= What is expected =
Your answer must consist of every line from the data below that includes the word "this".

(Stored data entries)
*** Begin section ***
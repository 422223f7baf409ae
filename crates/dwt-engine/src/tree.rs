//! Coefficient Tree

use crate::error::DwtError;
use serde::{Deserialize, Serialize};
use std::fmt;

/// Identity of one band in a coefficient tree
#[derive(Debug, Clone, Copy, PartialEq, Eq, Hash, Serialize, Deserialize)]
pub enum Band {
    /// Detail band at the given level (1 = finest)
    Detail(usize),
    /// Coarsest approximation band
    Approximation,
}

impl Band {
    /// Map a flat band index to a band of an `levels`-deep tree.
    ///
    /// Indices `0..levels` are detail levels `1..=levels`; index `levels` is
    /// the approximation.
    pub fn from_index(index: usize, levels: usize) -> Option<Self> {
        match index {
            i if i < levels => Some(Band::Detail(i + 1)),
            i if i == levels => Some(Band::Approximation),
            _ => None,
        }
    }

    /// Flat index of this band in an `levels`-deep tree
    pub fn index(&self, levels: usize) -> usize {
        match self {
            Band::Detail(level) => level.saturating_sub(1),
            Band::Approximation => levels,
        }
    }

    /// Output column name (`detail_L{k}` / `approximation_L{L}`)
    pub fn column_name(&self, levels: usize) -> String {
        match self {
            Band::Detail(level) => format!("detail_L{}", level),
            Band::Approximation => format!("approximation_L{}", levels),
        }
    }

    /// Frequency range in Hz covered by this band.
    ///
    /// Detail level `k` spans `[fs/2^(k+1), fs/2^k]`; the approximation of an
    /// `levels`-deep tree spans `[0, fs/2^(levels+1)]`.
    pub fn frequency_range(&self, sampling_rate: f64, levels: usize) -> (f64, f64) {
        match self {
            Band::Detail(level) => {
                let upper = sampling_rate / 2f64.powi(*level as i32);
                (upper / 2.0, upper)
            }
            Band::Approximation => (0.0, sampling_rate / 2f64.powi(levels as i32 + 1)),
        }
    }
}

impl fmt::Display for Band {
    fn fmt(&self, f: &mut fmt::Formatter<'_>) -> fmt::Result {
        match self {
            Band::Detail(level) => write!(f, "detail level {}", level),
            Band::Approximation => write!(f, "approximation"),
        }
    }
}

/// Multi-level decomposition of a signal.
///
/// Holds exactly `levels` detail bands (finest first) plus one approximation
/// band. A tree is never modified in place; operations that change
/// coefficients return a new tree.
#[derive(Debug, Clone, PartialEq, Serialize, Deserialize)]
pub struct CoefficientTree {
    details: Vec<Vec<f64>>,
    approximation: Vec<f64>,
    signal_len: usize,
}

impl CoefficientTree {
    /// Assemble a tree from raw bands.
    ///
    /// Shapes are not checked here; reconstruction rejects inconsistent
    /// trees with [`DwtError::DimensionMismatch`].
    pub fn from_parts(details: Vec<Vec<f64>>, approximation: Vec<f64>, signal_len: usize) -> Self {
        Self {
            details,
            approximation,
            signal_len,
        }
    }

    /// Number of decomposition levels (detail bands)
    pub fn levels(&self) -> usize {
        self.details.len()
    }

    /// Number of bands (details plus approximation)
    pub fn num_bands(&self) -> usize {
        self.details.len() + 1
    }

    /// Length of the signal the tree was decomposed from
    pub fn signal_len(&self) -> usize {
        self.signal_len
    }

    /// Whether the tree holds no usable coefficients
    pub fn is_empty(&self) -> bool {
        self.details.is_empty() || self.signal_len == 0 || self.total_coefficients() == 0
    }

    /// Detail coefficients at `level` (1 = finest)
    pub fn detail(&self, level: usize) -> Option<&[f64]> {
        level
            .checked_sub(1)
            .and_then(|i| self.details.get(i))
            .map(Vec::as_slice)
    }

    /// All detail bands, finest first
    pub fn details(&self) -> &[Vec<f64>] {
        &self.details
    }

    /// Coarsest approximation coefficients
    pub fn approximation(&self) -> &[f64] {
        &self.approximation
    }

    /// Coefficients of any band
    pub fn band(&self, band: Band) -> Option<&[f64]> {
        match band {
            Band::Detail(level) => self.detail(level),
            Band::Approximation => Some(&self.approximation),
        }
    }

    /// Bands in tree order: detail level 1..=L, then the approximation
    pub fn bands(&self) -> impl Iterator<Item = (Band, &[f64])> + '_ {
        self.details
            .iter()
            .enumerate()
            .map(|(i, d)| (Band::Detail(i + 1), d.as_slice()))
            .chain(std::iter::once((
                Band::Approximation,
                self.approximation.as_slice(),
            )))
    }

    /// Frequency range of every band in tree order
    pub fn band_ranges(&self, sampling_rate: f64) -> Vec<(Band, (f64, f64))> {
        let levels = self.levels();
        self.bands()
            .map(|(band, _)| (band, band.frequency_range(sampling_rate, levels)))
            .collect()
    }

    /// Total number of coefficients
    pub fn total_coefficients(&self) -> usize {
        self.approximation.len() + self.details.iter().map(Vec::len).sum::<usize>()
    }

    /// Sum of squared coefficients over every band
    pub fn total_energy(&self) -> f64 {
        self.bands()
            .flat_map(|(_, coeffs)| coeffs.iter())
            .map(|c| c * c)
            .sum()
    }

    /// Copy of this tree with one band replaced
    pub fn with_band(&self, band: Band, coefficients: Vec<f64>) -> Result<Self, DwtError> {
        let mut copy = self.clone();
        match band {
            Band::Detail(level) if level >= 1 && level <= copy.details.len() => {
                copy.details[level - 1] = coefficients;
            }
            Band::Approximation => copy.approximation = coefficients,
            Band::Detail(_) => {
                return Err(DwtError::InvalidBand {
                    index: band.index(self.levels()),
                    levels: self.levels(),
                })
            }
        }
        Ok(copy)
    }

    /// Copy of this tree with every detail band rewritten by `f`
    pub(crate) fn map_details<F>(&self, mut f: F) -> Self
    where
        F: FnMut(usize, &[f64]) -> Vec<f64>,
    {
        Self {
            details: self
                .details
                .iter()
                .enumerate()
                .map(|(i, d)| f(i + 1, d.as_slice()))
                .collect(),
            approximation: self.approximation.clone(),
            signal_len: self.signal_len,
        }
    }

    /// Copy of this tree with every band except `keep` set to zero
    pub(crate) fn keep_only(&self, keep: Band) -> Self {
        let zeroed = |band: Band, coeffs: &[f64]| {
            if band == keep {
                coeffs.to_vec()
            } else {
                vec![0.0; coeffs.len()]
            }
        };

        Self {
            details: self
                .details
                .iter()
                .enumerate()
                .map(|(i, d)| zeroed(Band::Detail(i + 1), d.as_slice()))
                .collect(),
            approximation: zeroed(Band::Approximation, &self.approximation),
            signal_len: self.signal_len,
        }
    }

    /// Check that band lengths follow the halving chain of the signal length
    pub fn validate_shape(&self) -> Result<(), DwtError> {
        if self.is_empty() {
            return Err(DwtError::EmptyTree);
        }

        let expected = band_lengths(self.signal_len, self.levels());
        for (level, (detail, &len)) in self.details.iter().zip(&expected).enumerate() {
            if detail.len() != len {
                return Err(DwtError::DimensionMismatch {
                    band: Band::Detail(level + 1).to_string(),
                    expected: len,
                    actual: detail.len(),
                });
            }
        }

        let coarsest = expected.last().copied().unwrap_or(self.signal_len);
        if self.approximation.len() != coarsest {
            return Err(DwtError::DimensionMismatch {
                band: Band::Approximation.to_string(),
                expected: coarsest,
                actual: self.approximation.len(),
            });
        }

        Ok(())
    }

    /// Encode the tree as a compact binary snapshot
    pub fn to_bytes(&self) -> Result<Vec<u8>, DwtError> {
        postcard::to_allocvec(self).map_err(|e| DwtError::Snapshot(e.to_string()))
    }

    /// Decode a tree previously written by [`CoefficientTree::to_bytes`]
    pub fn from_bytes(bytes: &[u8]) -> Result<Self, DwtError> {
        postcard::from_bytes(bytes).map_err(|e| DwtError::Snapshot(e.to_string()))
    }
}

/// Band lengths of a `levels`-deep decomposition of `signal_len` samples.
///
/// Each level halves the previous length, rounding up (odd inputs are
/// extended by one sample before downsampling).
pub fn band_lengths(signal_len: usize, levels: usize) -> Vec<usize> {
    let mut lengths = Vec::with_capacity(levels);
    let mut len = signal_len;
    for _ in 0..levels {
        len = (len + 1) / 2;
        lengths.push(len);
    }
    lengths
}

#[cfg(test)]
mod tests {
    use super::*;

    fn sample_tree() -> CoefficientTree {
        CoefficientTree::from_parts(
            vec![vec![1.0, -1.0, 0.5, 0.0], vec![2.0, 0.0]],
            vec![3.0, 4.0],
            8,
        )
    }

    #[test]
    fn test_band_lengths_halving() {
        assert_eq!(band_lengths(64, 3), vec![32, 16, 8]);
        assert_eq!(band_lengths(13, 3), vec![7, 4, 2]);
        assert_eq!(band_lengths(1, 1), vec![1]);
    }

    #[test]
    fn test_band_index_roundtrip() {
        for index in 0..=4 {
            let band = Band::from_index(index, 4).unwrap();
            assert_eq!(band.index(4), index);
        }
        assert_eq!(Band::from_index(5, 4), None);
    }

    #[test]
    fn test_column_names() {
        assert_eq!(Band::Detail(2).column_name(3), "detail_L2");
        assert_eq!(Band::Approximation.column_name(3), "approximation_L3");
    }

    #[test]
    fn test_frequency_ranges() {
        assert_eq!(Band::Detail(1).frequency_range(256.0, 4), (64.0, 128.0));
        assert_eq!(Band::Detail(3).frequency_range(256.0, 4), (16.0, 32.0));
        assert_eq!(Band::Approximation.frequency_range(256.0, 4), (0.0, 8.0));
        assert_eq!(Band::Approximation.frequency_range(1000.0, 3), (0.0, 62.5));
    }

    #[test]
    fn test_bands_order() {
        let tree = sample_tree();
        let order: Vec<Band> = tree.bands().map(|(band, _)| band).collect();
        assert_eq!(
            order,
            vec![Band::Detail(1), Band::Detail(2), Band::Approximation]
        );
    }

    #[test]
    fn test_with_band_leaves_original() {
        let tree = sample_tree();
        let modified = tree.with_band(Band::Detail(1), vec![0.0; 4]).unwrap();
        assert_eq!(tree.detail(1).unwrap(), &[1.0, -1.0, 0.5, 0.0]);
        assert_eq!(modified.detail(1).unwrap(), &[0.0; 4]);
        assert!(tree.with_band(Band::Detail(3), vec![]).is_err());
    }

    #[test]
    fn test_keep_only_zeroes_other_bands() {
        let tree = sample_tree().keep_only(Band::Detail(2));
        assert_eq!(tree.detail(1).unwrap(), &[0.0; 4]);
        assert_eq!(tree.detail(2).unwrap(), &[2.0, 0.0]);
        assert_eq!(tree.approximation(), &[0.0, 0.0]);
    }

    #[test]
    fn test_validate_shape() {
        assert!(sample_tree().validate_shape().is_ok());

        let broken = CoefficientTree::from_parts(vec![vec![1.0; 4], vec![1.0; 3]], vec![0.0; 2], 8);
        assert!(matches!(
            broken.validate_shape(),
            Err(DwtError::DimensionMismatch { expected: 2, actual: 3, .. })
        ));

        let empty = CoefficientTree::from_parts(vec![], vec![], 0);
        assert_eq!(empty.validate_shape(), Err(DwtError::EmptyTree));
    }

    #[test]
    fn test_snapshot_roundtrip() {
        let tree = sample_tree();
        let bytes = tree.to_bytes().unwrap();
        assert_eq!(CoefficientTree::from_bytes(&bytes).unwrap(), tree);
        assert!(CoefficientTree::from_bytes(&[0xFF]).is_err());
    }
}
*** End section ***
= Result =
    /// Flat index of this band in an `levels`-deep tree
    /// Frequency range in Hz covered by this band.
    /// Copy of this tree with one band replaced
    /// Copy of this tree with every detail band rewritten by `f`
    /// Copy of this tree with every band except `keep` set to zero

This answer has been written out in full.